> Problem: Output a verbatim copy of the data, cut off after the line that contains "owner, RFC 3339".
-------- Input for this task --------
//! Task data model for Taskjr.
//!
//! Defines the [`Task`] row as the hosted backend stores it, the
//! [`NewTask`] fields a client supplies on creation, and the partial
//! [`TaskPatch`] used for updates. All types serialize to the JSON shapes
//! of the `tasks` REST resource (`snake_case` enum values, `user_id` for the
//! owner, RFC 3339 timestamps, `YYYY-MM-DD` due dates).

use std::fmt;
use std::str::FromStr;

use chrono::{DateTime, NaiveDate, Utc};
use serde::{Deserialize, Deserializer, Serialize};
use thiserror::Error;
use uuid::Uuid;

/// Maximum allowed task title length in characters.
pub const MAX_TASK_TITLE_LENGTH: usize = 256;

/// Errors produced while validating or parsing task fields.
#[derive(Debug, Error, PartialEq, Eq)]
pub enum TaskError {
    /// Task title cannot be empty.
    #[error("task title cannot be empty")]
    TitleEmpty,
    /// Task title exceeds the maximum length.
    #[error("task title too long (max {max} characters)")]
    TitleTooLong {
        /// Limit that was exceeded.
        max: usize,
    },
    /// A string did not name a known status.
    #[error("unknown status: {0} (expected todo, in_progress or done)")]
    UnknownStatus(String),
    /// A string did not name a known priority.
    #[error("unknown priority: {0} (expected low, medium or high)")]
    UnknownPriority(String),
    /// A string was not a valid `YYYY-MM-DD` date.
    #[error("invalid date: {0} (expected YYYY-MM-DD)")]
    InvalidDate(String),
}

/// Validates a task title against the default length limit.
///
/// # Errors
///
/// Returns [`TaskError::TitleEmpty`] for blank titles and
/// [`TaskError::TitleTooLong`] past [`MAX_TASK_TITLE_LENGTH`] characters.
pub fn validate_title(title: &str) -> Result<(), TaskError> {
    validate_title_with_limit(title, MAX_TASK_TITLE_LENGTH)
}

/// Validates a task title against a caller-supplied length limit.
///
/// Length is counted in `char`s, not bytes.
///
/// # Errors
///
/// Returns [`TaskError::TitleEmpty`] for blank titles and
/// [`TaskError::TitleTooLong`] past `max` characters.
pub fn validate_title_with_limit(title: &str, max: usize) -> Result<(), TaskError> {
    if title.trim().is_empty() {
        return Err(TaskError::TitleEmpty);
    }
    if title.chars().count() > max {
        return Err(TaskError::TitleTooLong { max });
    }
    Ok(())
}

/// Parses a `YYYY-MM-DD` due date.
///
/// # Errors
///
/// Returns [`TaskError::InvalidDate`] if the string is not a calendar date.
pub fn parse_due_date(s: &str) -> Result<NaiveDate, TaskError> {
    NaiveDate::parse_from_str(s.trim(), "%Y-%m-%d").map_err(|_| TaskError::InvalidDate(s.to_string()))
}

/// Prefix of locally generated placeholder ids.
pub const PLACEHOLDER_PREFIX: &str = "temp-";

/// Opaque task identifier.
///
/// Confirmed ids are assigned by the backend. Until then a task carries a
/// placeholder id generated locally by [`TaskId::placeholder`].
#[derive(Debug, Clone, PartialEq, Eq, Hash, PartialOrd, Ord, Serialize, Deserialize)]
#[serde(transparent)]
pub struct TaskId(String);

impl TaskId {
    /// Wraps an identifier string received from the backend.
    pub fn new(id: impl Into<String>) -> Self {
        Self(id.into())
    }

    /// Generates a fresh, time-ordered placeholder identifier
    /// (`temp-` followed by a UUID v7).
    #[must_use]
    pub fn placeholder() -> Self {
        Self(format!("{PLACEHOLDER_PREFIX}{}", Uuid::now_v7()))
    }

    /// Returns `true` for ids made by [`TaskId::placeholder`].
    #[must_use]
    pub fn is_placeholder(&self) -> bool {
        self.0.starts_with(PLACEHOLDER_PREFIX)
    }

    /// Returns the string form of this identifier.
    #[must_use]
    pub fn as_str(&self) -> &str {
        &self.0
    }
}

impl fmt::Display for TaskId {
    fn fmt(&self, f: &mut fmt::Formatter<'_>) -> fmt::Result {
        f.write_str(&self.0)
    }
}

impl From<&str> for TaskId {
    fn from(s: &str) -> Self {
        Self::new(s)
    }
}

/// Workflow status of a task. Also names the kanban columns.
#[derive(Debug, Clone, Copy, Default, PartialEq, Eq, Hash, Serialize, Deserialize)]
#[serde(rename_all = "snake_case")]
pub enum TaskStatus {
    /// Not started.
    #[default]
    Todo,
    /// Actively being worked on.
    InProgress,
    /// Finished.
    Done,
}

impl TaskStatus {
    /// Every status, in board column order.
    pub const ALL: [Self; 3] = [Self::Todo, Self::InProgress, Self::Done];

    /// Wire value (`todo`, `in_progress`, `done`).
    #[must_use]
    pub const fn as_str(self) -> &'static str {
        match self {
            Self::Todo => "todo",
            Self::InProgress => "in_progress",
            Self::Done => "done",
        }
    }

    /// Human-readable column title.
    #[must_use]
    pub const fn label(self) -> &'static str {
        match self {
            Self::Todo => "To Do",
            Self::InProgress => "In Progress",
            Self::Done => "Done",
        }
    }
}

impl fmt::Display for TaskStatus {
    fn fmt(&self, f: &mut fmt::Formatter<'_>) -> fmt::Result {
        f.write_str(self.as_str())
    }
}

impl FromStr for TaskStatus {
    type Err = TaskError;

    fn from_str(s: &str) -> Result<Self, Self::Err> {
        match s {
            "todo" => Ok(Self::Todo),
            "in_progress" => Ok(Self::InProgress),
            "done" => Ok(Self::Done),
            other => Err(TaskError::UnknownStatus(other.to_string())),
        }
    }
}

/// Task priority.
#[derive(Debug, Clone, Copy, Default, PartialEq, Eq, Hash, PartialOrd, Ord, Serialize, Deserialize)]
#[serde(rename_all = "snake_case")]
pub enum Priority {
    /// Low priority.
    Low,
    /// Medium priority (the default for new tasks).
    #[default]
    Medium,
    /// High priority.
    High,
}

impl Priority {
    /// Wire value (`low`, `medium`, `high`).
    #[must_use]
    pub const fn as_str(self) -> &'static str {
        match self {
            Self::Low => "low",
            Self::Medium => "medium",
            Self::High => "high",
        }
    }
}

impl fmt::Display for Priority {
    fn fmt(&self, f: &mut fmt::Formatter<'_>) -> fmt::Result {
        f.write_str(self.as_str())
    }
}

impl FromStr for Priority {
    type Err = TaskError;

    fn from_str(s: &str) -> Result<Self, Self::Err> {
        match s {
            "low" => Ok(Self::Low),
            "medium" => Ok(Self::Medium),
            "high" => Ok(Self::High),
            other => Err(TaskError::UnknownPriority(other.to_string())),
        }
    }
}

/// A task row as stored by the backend.
#[derive(Debug, Clone, PartialEq, Eq, Serialize, Deserialize)]
pub struct Task {
    /// Backend-assigned id, or a placeholder until the insert is confirmed.
    pub id: TaskId,
    /// Owning user id. Empty for placeholders.
    #[serde(rename = "user_id", default)]
    pub owner_id: String,
    /// Non-empty title.
    pub title: String,
    /// Optional free-text description.
    #[serde(default)]
    pub description: Option<String>,
    /// Workflow status.
    pub status: TaskStatus,
    /// Priority.
    pub priority: Priority,
    /// Optional due date.
    #[serde(default, deserialize_with = "deserialize_due_date")]
    pub due_date: Option<NaiveDate>,
    /// When the row was created.
    pub created_at: DateTime<Utc>,
    /// When the row was last modified.
    pub updated_at: DateTime<Utc>,
}

impl Task {
    /// Builds the locally-displayed stand-in for a task that has not been
    /// confirmed by the backend yet.
    #[must_use]
    pub fn placeholder(fields: &NewTask, now: DateTime<Utc>) -> Self {
        Self {
            id: TaskId::placeholder(),
            owner_id: String::new(),
            title: fields.title.clone(),
            description: fields.description.clone(),
            status: fields.status,
            priority: fields.priority,
            due_date: fields.due_date,
            created_at: now,
            updated_at: now,
        }
    }

    /// Returns `true` until the backend has confirmed the insert.
    #[must_use]
    pub fn is_placeholder(&self) -> bool {
        self.id.is_placeholder()
    }
}

/// Fields supplied by the user when creating a task.
#[derive(Debug, Clone, PartialEq, Eq, Serialize, Deserialize)]
pub struct NewTask {
    /// Non-empty title.
    pub title: String,
    /// Optional description.
    #[serde(default)]
    pub description: Option<String>,
    /// Initial status.
    #[serde(default)]
    pub status: TaskStatus,
    /// Priority.
    #[serde(default)]
    pub priority: Priority,
    /// Optional due date.
    #[serde(default, deserialize_with = "deserialize_due_date")]
    pub due_date: Option<NaiveDate>,
}

impl NewTask {
    /// Creates a `todo`, `medium` task with only a title.
    pub fn new(title: impl Into<String>) -> Self {
        Self {
            title: title.into(),
            description: None,
            status: TaskStatus::default(),
            priority: Priority::default(),
            due_date: None,
        }
    }

    /// Sets the description.
    #[must_use]
    pub fn with_description(mut self, description: impl Into<String>) -> Self {
        self.description = Some(description.into());
        self
    }

    /// Sets the initial status.
    #[must_use]
    pub const fn with_status(mut self, status: TaskStatus) -> Self {
        self.status = status;
        self
    }

    /// Sets the priority.
    #[must_use]
    pub const fn with_priority(mut self, priority: Priority) -> Self {
        self.priority = priority;
        self
    }

    /// Sets the due date.
    #[must_use]
    pub const fn with_due_date(mut self, due_date: NaiveDate) -> Self {
        self.due_date = Some(due_date);
        self
    }
}

/// Partial update of a task.
///
/// `None` leaves a field unchanged. The nullable fields use a nested
/// `Option` so that `Some(None)` clears the value. Only present fields are
/// serialized, so the JSON body of a patch names exactly what changes.
#[derive(Debug, Clone, Default, PartialEq, Eq, Serialize, Deserialize)]
pub struct TaskPatch {
    /// New title.
    #[serde(default, skip_serializing_if = "Option::is_none")]
    pub title: Option<String>,
    /// New description, or `Some(None)` to clear it.
    #[serde(
        default,
        skip_serializing_if = "Option::is_none",
        deserialize_with = "double_option"
    )]
    pub description: Option<Option<String>>,
    /// New status.
    #[serde(default, skip_serializing_if = "Option::is_none")]
    pub status: Option<TaskStatus>,
    /// New priority.
    #[serde(default, skip_serializing_if = "Option::is_none")]
    pub priority: Option<Priority>,
    /// New due date, or `Some(None)` to clear it.
    #[serde(
        default,
        skip_serializing_if = "Option::is_none",
        deserialize_with = "double_option"
    )]
    pub due_date: Option<Option<NaiveDate>>,
}

impl TaskPatch {
    /// An empty patch.
    #[must_use]
    pub fn new() -> Self {
        Self::default()
    }

    /// A patch that only changes the status.
    #[must_use]
    pub fn status(status: TaskStatus) -> Self {
        Self {
            status: Some(status),
            ..Self::default()
        }
    }

    /// Sets the title.
    #[must_use]
    pub fn with_title(mut self, title: impl Into<String>) -> Self {
        self.title = Some(title.into());
        self
    }

    /// Sets or clears the description.
    #[must_use]
    pub fn with_description(mut self, description: Option<String>) -> Self {
        self.description = Some(description);
        self
    }

    /// Sets the status.
    #[must_use]
    pub const fn with_status(mut self, status: TaskStatus) -> Self {
        self.status = Some(status);
        self
    }

    /// Sets the priority.
    #[must_use]
    pub const fn with_priority(mut self, priority: Priority) -> Self {
        self.priority = Some(priority);
        self
    }

    /// Sets or clears the due date.
    #[must_use]
    pub const fn with_due_date(mut self, due_date: Option<NaiveDate>) -> Self {
        self.due_date = Some(due_date);
        self
    }

    /// Returns `true` if the patch changes nothing.
    #[must_use]
    pub const fn is_empty(&self) -> bool {
        self.title.is_none()
            && self.description.is_none()
            && self.status.is_none()
            && self.priority.is_none()
            && self.due_date.is_none()
    }

    /// Writes every present field into `task`.
    ///
    /// Does not touch `id`, owner or timestamps.
    pub fn apply(&self, task: &mut Task) {
        if let Some(title) = &self.title {
            task.title.clone_from(title);
        }
        if let Some(description) = &self.description {
            task.description.clone_from(description);
        }
        if let Some(status) = self.status {
            task.status = status;
        }
        if let Some(priority) = self.priority {
            task.priority = priority;
        }
        if let Some(due_date) = self.due_date {
            task.due_date = due_date;
        }
    }
}

/// Keeps an explicit `null` distinguishable from an absent field.
fn double_option<'de, T, D>(deserializer: D) -> Result<Option<Option<T>>, D::Error>
where
    T: Deserialize<'de>,
    D: Deserializer<'de>,
{
    Option::<T>::deserialize(deserializer).map(Some)
}

/// Accepts either a bare date or a full timestamp for `due_date`.
///
/// Hosted backends return `date` columns as `YYYY-MM-DD` but `timestamptz`
/// columns as RFC 3339; only the calendar date is kept.
fn deserialize_due_date<'de, D>(deserializer: D) -> Result<Option<NaiveDate>, D::Error>
where
    D: Deserializer<'de>,
{
    let Some(raw) = Option::<String>::deserialize(deserializer)? else {
        return Ok(None);
    };
    if raw.is_empty() {
        return Ok(None);
    }
    if let Ok(date) = NaiveDate::parse_from_str(&raw, "%Y-%m-%d") {
        return Ok(Some(date));
    }
    DateTime::parse_from_rfc3339(&raw)
        .map(|dt| Some(dt.date_naive()))
        .map_err(|_| serde::de::Error::custom(format!("invalid due_date: {raw}")))
}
--------
> Completed exercise:
//! Task data model for Taskjr.
//!
//! Defines the [`Task`] row as the hosted backend stores it, the
//! [`NewTask`] fields a client supplies on creation, and the partial
//! [`TaskPatch`] used for updates. All types serialize to the JSON shapes
//! of the `tasks` REST resource (`snake_case` enum values, `user_id` for the
//! owner, RFC 3339 timestamps, `YYYY-MM-DD` due dates).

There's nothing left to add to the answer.